• [WHAT YOU WILL DO]: If a line holds the word "overflow", copy it from the entries.

DATASET RECORDS Start Marker

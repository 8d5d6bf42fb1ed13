/**
 * FILE STORE - Persistance JSON des tables du kernel HydroLoop
 *
 * RÔLE :
 * Backend durable simple : une table = un fichier JSON sous `data_dir`.
 * Suffisant pour une serre seule ; un backend SQL implémente le même trait.
 *
 * FONCTIONNEMENT :
 * - Chargement de toutes les tables au démarrage (fichier absent = table vide)
 * - Cache mémoire + write-through à chaque écriture ; une écriture disque
 *   ratée annule la modification en mémoire
 * - `zone_events.json` est borné aux `event_cap` derniers événements
 * - `nodes.json` (affectation node → zone) et `telemetry.json` (derniers
 *   échantillons) sont alimentés par l'extérieur : relus à chaque lecture
 *
 * FICHIERS :
 * command_tracking.json, command_audit.json, zone_events.json, ai_logs.json,
 * alerts.json, pid_state.json, nodes.json, telemetry.json
 */

use super::{AlertSink, Store, StoreError};
use crate::correction::pid::PidState;
use crate::models::{
    Alert, AuditRecord, CommandRecord, CommandUpdate, CorrectionType, DecisionLogEntry, MetricSample,
    ZoneEventRecord,
};
use async_trait::async_trait;
use serde::de::DeserializeOwned;
use serde::{Deserialize, Serialize};
use serde_json::Value;
use std::collections::HashMap;
use std::fs;
use std::path::{Path, PathBuf};
use time::OffsetDateTime;
use tokio::sync::Mutex;

const COMMANDS_FILE: &str = "command_tracking.json";
const AUDIT_FILE: &str = "command_audit.json";
const EVENTS_FILE: &str = "zone_events.json";
const DECISIONS_FILE: &str = "ai_logs.json";
const ALERTS_FILE: &str = "alerts.json";
const PID_FILE: &str = "pid_state.json";
const NODES_FILE: &str = "nodes.json";
const TELEMETRY_FILE: &str = "telemetry.json";

/// Default number of zone events kept on disk.
pub const DEFAULT_EVENT_CAP: usize = 10_000;

#[derive(Debug, Clone, Serialize, Deserialize)]
struct PidStateRow {
    zone_id: i64,
    correction_type: CorrectionType,
    state: PidState,
}

/// Externally written telemetry row.
#[derive(Debug, Clone, Serialize, Deserialize)]
pub struct TelemetryRow {
    pub zone_id: i64,
    pub metric: String,
    pub value: f64,
    #[serde(with = "time::serde::rfc3339")]
    pub ts: OffsetDateTime,
}

#[derive(Default)]
struct Tables {
    commands: Vec<CommandRecord>,
    audits: Vec<AuditRecord>,
    events: Vec<ZoneEventRecord>,
    decisions: Vec<DecisionLogEntry>,
    alerts: Vec<Alert>,
    pid_states: Vec<PidStateRow>,
}

pub struct FileStore {
    dir: PathBuf,
    /// Held across the file write so snapshots hit disk in mutation order.
    tables: Mutex<Tables>,
    event_cap: usize,
}

impl FileStore {
    /// Ouvre (ou crée) le store dans `dir`
    pub fn open<P: Into<PathBuf>>(dir: P) -> Result<Self, StoreError> {
        let dir = dir.into();
        fs::create_dir_all(&dir)?;

        let tables = Tables {
            commands: load_table(&dir.join(COMMANDS_FILE))?,
            audits: load_table(&dir.join(AUDIT_FILE))?,
            events: load_table(&dir.join(EVENTS_FILE))?,
            decisions: load_table(&dir.join(DECISIONS_FILE))?,
            alerts: load_table(&dir.join(ALERTS_FILE))?,
            pid_states: load_table(&dir.join(PID_FILE))?,
        };
        tracing::info!(
            dir = %dir.display(),
            commands = tables.commands.len(),
            audits = tables.audits.len(),
            "file store opened"
        );

        Ok(Self { dir, tables: Mutex::new(tables), event_cap: DEFAULT_EVENT_CAP })
    }

    /// Keeps only the `cap` most recent zone events.
    pub fn with_event_cap(mut self, cap: usize) -> Self {
        self.event_cap = cap.max(1);
        self
    }

    pub fn dir(&self) -> &Path {
        &self.dir
    }

    async fn save<T: Serialize>(&self, file: &str, rows: &T) -> Result<(), StoreError> {
        let json = serde_json::to_string_pretty(rows)?;
        tokio::fs::write(self.dir.join(file), json).await?;
        Ok(())
    }

    async fn read_external<T: DeserializeOwned + Default>(&self, file: &str) -> Result<T, StoreError> {
        let path = self.dir.join(file);
        match tokio::fs::read_to_string(&path).await {
            Ok(txt) if txt.trim().is_empty() => Ok(T::default()),
            Ok(txt) => Ok(serde_json::from_str(&txt)?),
            Err(e) if e.kind() == std::io::ErrorKind::NotFound => Ok(T::default()),
            Err(e) => Err(e.into()),
        }
    }
}

fn load_table<T: DeserializeOwned + Default>(path: &Path) -> Result<T, StoreError> {
    if !path.exists() {
        return Ok(T::default());
    }
    let content = fs::read_to_string(path)?;
    if content.trim().is_empty() {
        return Ok(T::default());
    }
    Ok(serde_json::from_str(&content)?)
}

#[async_trait]
impl Store for FileStore {
    async fn insert_command(&self, record: &CommandRecord) -> Result<(), StoreError> {
        let mut tables = self.tables.lock().await;
        tables.commands.push(record.clone());
        let saved = self.save(COMMANDS_FILE, &tables.commands).await;
        if saved.is_err() {
            tables.commands.pop();
        }
        saved
    }

    async fn update_command(&self, update: &CommandUpdate) -> Result<(), StoreError> {
        let mut tables = self.tables.lock().await;
        let row = tables
            .commands
            .iter_mut()
            .find(|r| r.cmd_id == update.cmd_id)
            .ok_or_else(|| StoreError::NotFound(update.cmd_id.clone()))?;
        let previous = row.clone();
        row.status = update.status;
        if let Some(at) = update.completed_at {
            row.completed_at = Some(at);
        }
        if let Some(response) = &update.response {
            row.response = Some(response.clone());
        }
        if let Some(error) = &update.error {
            row.error = Some(error.clone());
        }
        if let Some(latency) = update.latency_seconds {
            row.latency_seconds = Some(latency);
        }
        let saved = self.save(COMMANDS_FILE, &tables.commands).await;
        if saved.is_err() {
            if let Some(row) = tables.commands.iter_mut().find(|r| r.cmd_id == previous.cmd_id) {
                *row = previous;
            }
        }
        saved
    }

    async fn get_command(&self, cmd_id: &str) -> Result<Option<CommandRecord>, StoreError> {
        let tables = self.tables.lock().await;
        Ok(tables.commands.iter().find(|r| r.cmd_id == cmd_id).cloned())
    }

    async fn append_audit(&self, record: &AuditRecord) -> Result<(), StoreError> {
        let mut tables = self.tables.lock().await;
        tables.audits.push(record.clone());
        let saved = self.save(AUDIT_FILE, &tables.audits).await;
        if saved.is_err() {
            tables.audits.pop();
        }
        saved
    }

    async fn create_zone_event(&self, zone_id: i64, event_type: &str, details: Value) -> Result<(), StoreError> {
        let mut tables = self.tables.lock().await;
        tables.events.push(ZoneEventRecord {
            zone_id,
            event_type: event_type.to_string(),
            details,
            created_at: OffsetDateTime::now_utc(),
        });
        let overflow = tables.events.len().saturating_sub(self.event_cap);
        tables.events.drain(..overflow);
        self.save(EVENTS_FILE, &tables.events).await
    }

    async fn create_decision_log(&self, entry: &DecisionLogEntry) -> Result<(), StoreError> {
        let mut tables = self.tables.lock().await;
        tables.decisions.push(entry.clone());
        let saved = self.save(DECISIONS_FILE, &tables.decisions).await;
        if saved.is_err() {
            tables.decisions.pop();
        }
        saved
    }

    async fn node_zone(&self, node_uid: &str) -> Result<Option<i64>, StoreError> {
        let nodes: HashMap<String, i64> = self.read_external(NODES_FILE).await?;
        Ok(nodes.get(node_uid).copied())
    }

    async fn latest_metric(&self, zone_id: i64, metric: &str) -> Result<Option<MetricSample>, StoreError> {
        let rows: Vec<TelemetryRow> = self.read_external(TELEMETRY_FILE).await?;
        Ok(rows
            .into_iter()
            .filter(|r| r.zone_id == zone_id && r.metric == metric)
            .max_by_key(|r| r.ts)
            .map(|r| MetricSample { value: r.value, ts: r.ts }))
    }

    async fn load_pid_state(&self, zone_id: i64, correction_type: CorrectionType) -> Result<Option<PidState>, StoreError> {
        let tables = self.tables.lock().await;
        Ok(tables
            .pid_states
            .iter()
            .find(|r| r.zone_id == zone_id && r.correction_type == correction_type)
            .map(|r| r.state.clone()))
    }

    async fn save_pid_state(
        &self,
        zone_id: i64,
        correction_type: CorrectionType,
        state: &PidState,
    ) -> Result<(), StoreError> {
        let mut tables = self.tables.lock().await;
        tables
            .pid_states
            .retain(|r| !(r.zone_id == zone_id && r.correction_type == correction_type));
        tables.pid_states.push(PidStateRow {
            zone_id,
            correction_type,
            state: state.clone(),
        });
        self.save(PID_FILE, &tables.pid_states).await
    }
}

#[async_trait]
impl AlertSink for FileStore {
    async fn send_alert(&self, alert: Alert) {
        tracing::warn!(zone_id = ?alert.zone_id, code = %alert.code, "alert raised");
        let mut tables = self.tables.lock().await;
        tables.alerts.push(alert);
        if let Err(e) = self.save(ALERTS_FILE, &tables.alerts).await {
            tracing::error!(error = %e, "failed to persist alert");
        }
    }
}

#[cfg(test)]
mod tests {
    use super::*;
    use crate::models::{Command, CommandAction, CommandStatus, DecisionContext, DoseParams, PidZone};

    fn record(cmd_id: &str) -> CommandRecord {
        CommandRecord {
            cmd_id: cmd_id.to_string(),
            zone_id: 4,
            command: Command::new(
                "nd-ph-1",
                "pump_acid",
                CommandAction::Dose(DoseParams { kind: "add_acid".into(), ml: Some(2.5) }),
            ),
            status: CommandStatus::Pending,
            sent_at: OffsetDateTime::now_utc(),
            completed_at: None,
            response: None,
            error: None,
            latency_seconds: None,
            context: DecisionContext::with_reason("test"),
        }
    }

    #[tokio::test]
    async fn commands_survive_reopen() {
        let dir = tempfile::tempdir().unwrap();
        {
            let store = FileStore::open(dir.path()).unwrap();
            store.insert_command(&record("c1")).await.unwrap();
            store
                .update_command(&CommandUpdate {
                    cmd_id: "c1".into(),
                    status: CommandStatus::Done,
                    completed_at: Some(OffsetDateTime::now_utc()),
                    response: None,
                    error: None,
                    latency_seconds: Some(0.4),
                })
                .await
                .unwrap();
        }

        let reopened = FileStore::open(dir.path()).unwrap();
        let row = reopened.get_command("c1").await.unwrap().unwrap();
        assert_eq!(row.status, CommandStatus::Done);
        assert_eq!(row.latency_seconds, Some(0.4));
    }

    #[tokio::test]
    async fn reads_externally_written_nodes_and_telemetry() {
        let dir = tempfile::tempdir().unwrap();
        let store = FileStore::open(dir.path()).unwrap();
        assert_eq!(store.node_zone("nd-1").await.unwrap(), None);

        fs::write(dir.path().join(NODES_FILE), r#"{"nd-1": 7}"#).unwrap();
        fs::write(
            dir.path().join(TELEMETRY_FILE),
            r#"[
                {"zone_id": 7, "metric": "EC", "value": 1.4, "ts": "2026-01-01T10:00:00Z"},
                {"zone_id": 7, "metric": "EC", "value": 1.6, "ts": "2026-01-01T10:05:00Z"},
                {"zone_id": 8, "metric": "EC", "value": 9.9, "ts": "2026-01-01T10:09:00Z"}
            ]"#,
        )
        .unwrap();

        assert_eq!(store.node_zone("nd-1").await.unwrap(), Some(7));
        let sample = store.latest_metric(7, "EC").await.unwrap().unwrap();
        assert_eq!(sample.value, 1.6);
    }

    #[tokio::test]
    async fn failed_write_leaves_cache_unchanged() {
        let dir = tempfile::tempdir().unwrap();
        let data = dir.path().join("data");
        let store = FileStore::open(&data).unwrap();
        store.insert_command(&record("c1")).await.unwrap();

        fs::remove_dir_all(&data).unwrap();
        assert!(store.insert_command(&record("c2")).await.is_err());
        assert!(store.get_command("c2").await.unwrap().is_none());

        let failed = store
            .update_command(&CommandUpdate {
                cmd_id: "c1".into(),
                status: CommandStatus::Done,
                completed_at: Some(OffsetDateTime::now_utc()),
                response: None,
                error: None,
                latency_seconds: Some(1.0),
            })
            .await;
        assert!(failed.is_err());
        let row = store.get_command("c1").await.unwrap().unwrap();
        assert_eq!(row.status, CommandStatus::Pending);
        assert!(row.completed_at.is_none());
    }

    #[tokio::test]
    async fn zone_events_keep_only_the_most_recent() {
        let dir = tempfile::tempdir().unwrap();
        let store = FileStore::open(dir.path()).unwrap().with_event_cap(3);
        for i in 0..5 {
            store.create_zone_event(1, "PID_OUTPUT", serde_json::json!({ "i": i })).await.unwrap();
        }

        let reopened = FileStore::open(dir.path()).unwrap();
        let events = reopened.tables.lock().await.events.clone();
        let kept: Vec<i64> = events.iter().filter_map(|e| e.details["i"].as_i64()).collect();
        assert_eq!(kept, vec![2, 3, 4]);
    }

    #[tokio::test]
    async fn pid_state_is_replaced_not_duplicated() {
        let dir = tempfile::tempdir().unwrap();
        let store = FileStore::open(dir.path()).unwrap();
        let mut state = PidState { zone: PidZone::Close, integral: 0.5, prev_error: -0.1, setpoint: 6.0 };
        store.save_pid_state(3, CorrectionType::Ph, &state).await.unwrap();
        state.integral = 0.9;
        store.save_pid_state(3, CorrectionType::Ph, &state).await.unwrap();

        let loaded = store.load_pid_state(3, CorrectionType::Ph).await.unwrap().unwrap();
        assert_eq!(loaded.integral, 0.9);
        assert!(store.load_pid_state(3, CorrectionType::Ec).await.unwrap().is_none());
    }
}
/**
 * CORRECTION CONTROLLER - Décision et application des corrections pH / EC
 *
 * RÔLE :
 * Décide si une zone doit être corrigée, de combien, et sur quel actionneur ;
 * puis pousse la ou les commandes dans le CommandBus en boucle fermée.
 *
 * FONCTIONNEMENT (check_and_correct) :
 * 1. Valeur courante + cible (target/min/max)      → None si absentes
 * 2. Gate de fraîcheur fail-closed                 → événement + compteur + alerte
 * 3. Dans [min, max]                               → None
 * 4. PID de la zone (création paresseuse + restauration de l'état persisté)
 * 5. |diff| ≤ dead_zone                            → None
 * 6. Oracle cooldown/tendance                      → *_CORRECTION_SKIPPED
 * 7. Niveau d'eau bas                              → None
 * 8. Direction (acid/base, nutrients/dilute)       → dilute refusé
 * 9. Actionneurs par rôle uniquement (jamais la map legacy des nodes)
 * 10. dt = max(1.0, now − last_tick) ; sortie PID nulle → None
 * 11. EC : batch NPK / Calcium / Micro
 * 12. Commande finale (dose | run_pump) + métadonnées d'audit
 *
 * FONCTIONNEMENT (apply_correction) :
 * Batch publié séquentiellement avec recheck EC entre les doses, puis
 * bookkeeping inconditionnel (cooldown, événements, état PID, décision).
 * Seul `DeliveryError::BreakerOpen` remonte à l'appelant.
 */

pub mod cooldown;
pub mod dosing;
pub mod freshness;
pub mod pid;
pub mod zone_state;

use crate::bus::{ClosedLoopOutcome, CommandBus};
use crate::config::CorrectionSettings;
use crate::error::DeliveryError;
use crate::events::{self, alerts};
use crate::models::{
    ActuatorBinding, Command, CommandAction, CorrectionKind, CorrectionType, DecisionContext, DecisionLogEntry,
    DoseParams, ResolvedTarget, RunPumpParams, ZoneSnapshot,
};
use crate::ports::{AlertSink, Store};
use cooldown::CorrectionOracle;
use dosing::{duration_ms, resolve_ratios, round3, split_dose};
use freshness::check_freshness;
use pid::PidFactory;
use serde::Serialize;
use serde_json::{json, Value};
use std::sync::Arc;
use std::time::Duration;
use time::OffsetDateTime;
use tokio::time::Instant;
use zone_state::ZoneCorrectionStore;

/// One pump of a multi-component EC batch.
#[derive(Debug, Clone, PartialEq, Serialize)]
pub struct BatchComponent {
    pub component: String,
    pub role: String,
    pub ratio_pct: f64,
    pub ml: f64,
    pub command: Command,
}

#[derive(Debug, Clone, Copy, PartialEq, Serialize)]
pub struct NutritionControl {
    pub dose_delay_sec: f64,
    pub ec_stop_tolerance: f64,
}

/// Output of a positive correction decision.
#[derive(Debug, Clone, PartialEq)]
pub struct CorrectionCommand {
    pub zone_id: i64,
    pub correction_type: CorrectionType,
    pub kind: CorrectionKind,
    pub node_uid: String,
    pub channel: String,
    pub action: CommandAction,
    pub ml: f64,
    pub current: f64,
    pub target: ResolvedTarget,
    pub diff: f64,
    /// Ordered sub-commands for EC dosing; empty for a single command.
    pub batch_commands: Vec<BatchComponent>,
    pub nutrition_control: Option<NutritionControl>,
    pub event_details: Value,
    pub context: DecisionContext,
}

impl CorrectionCommand {
    pub fn event_type(&self) -> &'static str {
        events::corrected(self.correction_type)
    }

    pub fn command(&self) -> Command {
        Command::new(self.node_uid.clone(), self.channel.clone(), self.action.clone())
            .with_event_type(self.event_type())
    }

    pub fn is_batch(&self) -> bool {
        !self.batch_commands.is_empty()
    }
}

/// What `apply_correction` managed to deliver.
#[derive(Debug, Clone, Default)]
pub struct ApplyOutcome {
    pub outcomes: Vec<ClosedLoopOutcome>,
    pub stopped_early: bool,
}

impl ApplyOutcome {
    pub fn submitted(&self) -> usize {
        self.outcomes.iter().filter(|o| o.command_submitted).count()
    }

    pub fn confirmed(&self) -> usize {
        self.outcomes.iter().filter(|o| o.command_effect_confirmed).count()
    }
}

pub struct CorrectionController {
    correction_type: CorrectionType,
    settings: CorrectionSettings,
    pid_factory: Arc<dyn PidFactory>,
    oracle: Arc<dyn CorrectionOracle>,
    store: Arc<dyn Store>,
    alerts: Arc<dyn AlertSink>,
    zones: ZoneCorrectionStore,
}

DATASET RECORDS End Marker

• [ANSWER BELOW]:
        let overflow = tables.events.len().saturating_sub(self.event_cap);
        tables.events.drain(..overflow);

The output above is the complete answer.